Earlier in the campaign, when it became apparent that neither candidate would win enough pledged delegates to reach the number needed for nomination, the Obama campaign pressed the notion that it was the Clinton campaign aiming to “take away” the nomination through superdelegates, conveniently ignoring the fact that it, too, would need superdelegates to win.
Then the Obama campaign pressed the notion that superdelegates should vote with “the will of the people,” even if its own superdelegates such as Ted Kennedy, John Kerry and, later, Bill Richardson pledged themselves to Obama even though their constituents voted for Clinton. And Obama never offered to hand over his delegate advantage places like Nevada and Texas because he actually lost the popular vote in those states to Clinton.
Then the notion of actually deciding the nominee at the convention instead of using the convention as a politics-as-usual public relations stunt was described as too divisive, even though, say, Ted Kennedy and Ronald Reagan took their primary fights to the convention against sitting presidents of their own party, and Gary Hart took his fight to the convention, where superdelegates delivered for Walter Mondale, just to name a few instances from American history.

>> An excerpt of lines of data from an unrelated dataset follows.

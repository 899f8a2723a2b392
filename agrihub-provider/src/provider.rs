//! The generic domain resource provider.
//!
//! One [`ResourceProvider`] caches one domain's entities, documents and
//! types, and mediates every read and write through the [`ApiClient`].
//!
//! The cache is read-through, write-around: fetches replace collections
//! wholesale, and mutations touch the cache only after the server confirmed
//! them. A failed call therefore never leaves a half-applied change behind.
//! Concurrent mutations of the same entity resolve last-completion-wins.
//!
//! Every operation comes in two flavours:
//! - `try_*` returns the [`ApiResult`] so callers can inspect error kinds;
//! - the plain form swallows the error, records its message in
//!   [`ResourceProvider::error`] and, for mutations, emits exactly one
//!   notification.

use crate::config::{BulkDeleteRoute, DomainConfig};
use crate::notify::{Notification, Notifier};
use crate::orchestrator::{RefreshOrchestrator, RefreshReport, SubFetch, capitalize};
use crate::state::ProviderState;
use agrihub_api::{ApiClient, ApiError, ApiResult, FormPayload, ListFilter, RequestBody, envelope};
use agrihub_model::{DocumentEntity, DomainType, Resource};
use futures::FutureExt;
use serde_json::{Value, json};
use std::sync::{Arc, PoisonError, RwLock, RwLockReadGuard, RwLockWriteGuard};
use tracing::{debug, info, warn};

/// Decrements an in-flight counter when dropped, so that a cancelled
/// request does not leave the provider flagged as busy.
struct InFlight<'a, E> {
    state: &'a RwLock<ProviderState<E>>,
    counter: fn(&mut ProviderState<E>) -> &mut usize,
}

impl<'a, E> InFlight<'a, E> {
    fn start(
        state: &'a RwLock<ProviderState<E>>,
        counter: fn(&mut ProviderState<E>) -> &mut usize,
    ) -> Self {
        let mut guard = state.write().unwrap_or_else(PoisonError::into_inner);
        *counter(&mut *guard) += 1;
        drop(guard);
        Self { state, counter }
    }
}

Hell, Adlai Stevenson went to the 1952 convention without even being a candidate and came out the nominee after three rounds of votes, the first of which was won by Estes Kefauver.
The Democratic Party can choose their nominee any way they want to; it’s not like any of this is inscribed in law. Political parties are private entities with their own rules that ultimately have very little to do with the public interest or democracy.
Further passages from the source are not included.